Между тем, Родионка, носивший в семействе имя Юлия, угасал, окруженный нежностью и заботами; ничто не забавляло его, он не жаловался, но был грустен, старался улыбаться, но, видимо, тосковал и постепенно чах, подтачиваемый какою-то неопределенной болезнью. Временно только он развлекался, когда отпускали его одного в сад, в лес или позволяли прокатиться верхом; но из боязни за мальчика родители редко дозволяли ему подобные развлечения.
Сперва блуждал Ермола с горем от села до села, от церкви до церкви, молился, переменял места, силился привыкнуть к страннической жизни, всегда разнообразной, подверженной тысячам событий и неудобств, имеющей свои радости для человека, сироты, которому опротивел домашний угол. Но за ним повсюду следовало неотступное горе — воспоминания о разбитых надеждах и о милом приемыше.
Если бы еще хоть мальчик был счастлив, но Ермола и во время кратких свиданий с ним убедился в противном. Родионка со слезами вспоминал о Попельне, о счастливых днях, проведенных за гончарским станком, и не раз вырывалось у него многозначащее выражение: "О если бы все это могло возвратиться!"
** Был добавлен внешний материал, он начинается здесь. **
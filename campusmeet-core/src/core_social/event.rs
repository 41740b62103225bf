//! Event data structures and operations

use super::types::{EventId, Timestamp, UserId};
use crate::core_auth::UserIdentity;
use serde::{Deserialize, Serialize};

/// A capacity-bounded group event with a creator and member set
#[derive(Debug, Clone, Serialize, Deserialize)]
pub struct Event {
    /// Unique identifier
    pub id: EventId,

    /// Human-readable title
    pub title: String,

    /// Category label (sports, study, coffee, ...)
    pub category: String,

    /// Where the event takes place
    pub location: String,

    /// Capacity bound, always positive
    pub max_people: u32,

    /// Member count, kept equal to `members.len()`
    pub current_people: u32,

    /// Scheduled date (as entered by the creator)
    pub event_date: String,

    /// Scheduled time (as entered by the creator)
    pub event_time: String,

    /// When the event was created
    pub created_at: Timestamp,

    /// Display name of the creator at creation time
    pub creator_name: String,

    /// Owner of the event; immutable, a permanent implicit member
    pub creator_uid: UserId,

    /// Member set, insertion order irrelevant
    #[serde(default)]
    pub members: Vec<UserId>,

    /// Users banned from rejoining; always disjoint from `members`
    #[serde(default)]
    pub kicked_users: Vec<UserId>,
}

/// Creator-supplied fields for a new event
#[derive(Debug, Clone, Serialize, Deserialize)]
pub struct NewEvent {
    pub title: String,
    pub category: String,
    pub location: String,
    pub max_people: u32,
    pub event_date: String,
    pub event_time: String,
}

impl Event {
    /// Create a new event; the creator becomes the first member
    pub fn create(input: NewEvent, creator: &UserIdentity) -> Self {
        Event {
            id: EventId::generate(),
            title: input.title,
            category: input.category,
            location: input.location,
            max_people: input.max_people,
            current_people: 1,
            event_date: input.event_date,
            event_time: input.event_time,
            created_at: Timestamp::now(),
            creator_name: creator.name.clone(),
            creator_uid: creator.uid.clone(),
            members: vec![creator.uid.clone()],
            kicked_users: Vec::new(),
        }
    }

    /// Check if a user is in the member set
    pub fn is_member(&self, uid: &UserId) -> bool {
        self.members.contains(uid)
    }

    /// Check if a user is banned from rejoining
    pub fn is_banned(&self, uid: &UserId) -> bool {
        self.kicked_users.contains(uid)
    }

    /// Check if a user owns the event
    pub fn is_creator(&self, uid: &UserId) -> bool {
        &self.creator_uid == uid
    }

    /// Check if the event is at capacity
    pub fn is_full(&self) -> bool {
        self.current_people >= self.max_people
    }

    /// Event chat is open to members and the creator
    pub fn can_access_chat(&self, uid: &UserId) -> bool {
        self.is_member(uid) || self.is_creator(uid)
    }

    /// Verify the structural invariants every stored event must satisfy
    pub fn check_invariants(&self) -> Result<(), String> {
        if self.current_people as usize != self.members.len() {
            return Err(format!(
                "current_people {} does not match member count {}",
                self.current_people,
                self.members.len()
            ));
        }
        if let Some(uid) = self.members.iter().find(|m| self.kicked_users.contains(m)) {
            return Err(format!("user {uid} is both a member and banned"));
        }
        if self.current_people > self.max_people {
            return Err(format!(
                "current_people {} exceeds max_people {}",
                self.current_people, self.max_people
            ));
        }
        Ok(())
    }
}
//! Identifier and timestamp types shared across the engines

use serde::{Deserialize, Serialize};
use std::fmt;
use std::time::{SystemTime, UNIX_EPOCH};

/// Stable user identifier issued by the identity provider
#[derive(Debug, Clone, PartialEq, Eq, Hash, PartialOrd, Ord, Serialize, Deserialize)]
pub struct UserId(pub String);

impl UserId {
    pub fn new(id: impl Into<String>) -> Self {
        UserId(id.into())
    }

    pub fn as_str(&self) -> &str {
        &self.0
    }
}

impl fmt::Display for UserId {
    fn fmt(&self, f: &mut fmt::Formatter<'_>) -> fmt::Result {
        write!(f, "{}", self.0)
    }
}

impl From<&str> for UserId {
    fn from(id: &str) -> Self {
        UserId(id.to_string())
    }
}

/// Unique identifier for an event
#[derive(Debug, Clone, PartialEq, Eq, Hash, Serialize, Deserialize)]
pub struct EventId(pub String);

impl EventId {
    pub fn new(id: impl Into<String>) -> Self {
        EventId(id.into())
    }

    pub fn generate() -> Self {
        EventId(uuid::Uuid::new_v4().to_string())
    }

    pub fn as_str(&self) -> &str {
        &self.0
    }
}

impl fmt::Display for EventId {
    fn fmt(&self, f: &mut fmt::Formatter<'_>) -> fmt::Result {
        write!(f, "{}", self.0)
    }
}

/// Unix timestamp in milliseconds
#[derive(
    Debug, Clone, Copy, PartialEq, Eq, PartialOrd, Ord, Hash, Serialize, Deserialize, Default,
)]
pub struct Timestamp(pub u64);

impl Timestamp {
    /// Create a timestamp representing the current time
    pub fn now() -> Self {
        let millis = SystemTime::now()
            .duration_since(UNIX_EPOCH)
            .map(|d| d.as_millis() as u64)
            .unwrap_or(0);
        Timestamp(millis)
    }

    pub fn from_millis(millis: u64) -> Self {
        Timestamp(millis)
    }

    pub fn as_millis(&self) -> u64 {
        self.0
    }
}

impl fmt::Display for Timestamp {
    fn fmt(&self, f: &mut fmt::Formatter<'_>) -> fmt::Result {
        write!(f, "{}", self.0)
    }
}

/// Deterministic key for a direct-chat stream between two users
///
/// The two user ids sorted lexicographically and joined with `_`, so both
/// participants address the same stream regardless of call order.
#[derive(Debug, Clone, PartialEq, Eq, Hash, Serialize, Deserialize)]
pub struct PairId(String);

impl PairId {
    pub fn of(a: &UserId, b: &UserId) -> Self {
        let (first, second) = if a.as_str() <= b.as_str() {
            (a, b)
        } else {
            (b, a)
        };
        PairId(format!("{}_{}", first.as_str(), second.as_str()))
    }

    pub fn as_str(&self) -> &str {
        &self.0
    }
}

impl fmt::Display for PairId {
    fn fmt(&self, f: &mut fmt::Formatter<'_>) -> fmt::Result {
        write!(f, "{}", self.0)
    }
}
Стариком постепенно овладевало возраставшее беспокойство, когда ему представлялась мысль, что родители, приучая мальчика к новому быту, уморят его излишней заботливостью или суровым, холодным обращением. Отец и мать любили Родионку, но любовь их не походила на привязанность Ермолы. Привыкнув сами к суровости ротмистра, они скрывали чувство под холодной наружностью, не умели обходиться с ребенком, не умели действовать на него словами, потому что не вынянчили его от колыбели. Родионка скорее боялся их, нежели понимал. Одним словом, названный отец был для него родным, а родной только названным.
Чем далее отходил старик от Попельни и Малычек, тем сильнее подмывало его возвратиться на родину. И вот однажды решительно повернул он на дорогу к Малычкам, решаясь увидеть еще раз, хоть издали Родионку, или, по крайней мере, узнать о нем. На этот раз ноги служили удивительно, никогда он не чувствовал такой легкости, и хоть ему предстояло верст пятнадцать, однако, он сделал их в один день и к вечеру очутился в Малычках. Ему надо было пройти всю деревню, чтобы достигнуть корчмы, где, правда, он боялся быть узнанным, но должен был искать ночлега. Поравнявшись с хатой гончара Прокопа, старик удивился опустошению; огород был почти без ограды, груша, под которой стояла печь, засохла, да и самая печь, поросшая бурьяном, представлялась каким-то старым пожарищем. В хате, по-видимому, никто не жил, потому что она была без окон, крыша ободрана, стены опускались в землю, и дверь была подперта колышком снаружи. Впрочем, это случилось весьма просто. Дочь Прокопа вышла замуж в другую хату, муж ее, хоть и владел обеими усадьбами, но жил на своей; внаймы отдать было некому, и хата Прокопа опустела совершенно после полугодового в ней пребывания соседки-солдатки. И странная мысль пришла в голову Ермоле.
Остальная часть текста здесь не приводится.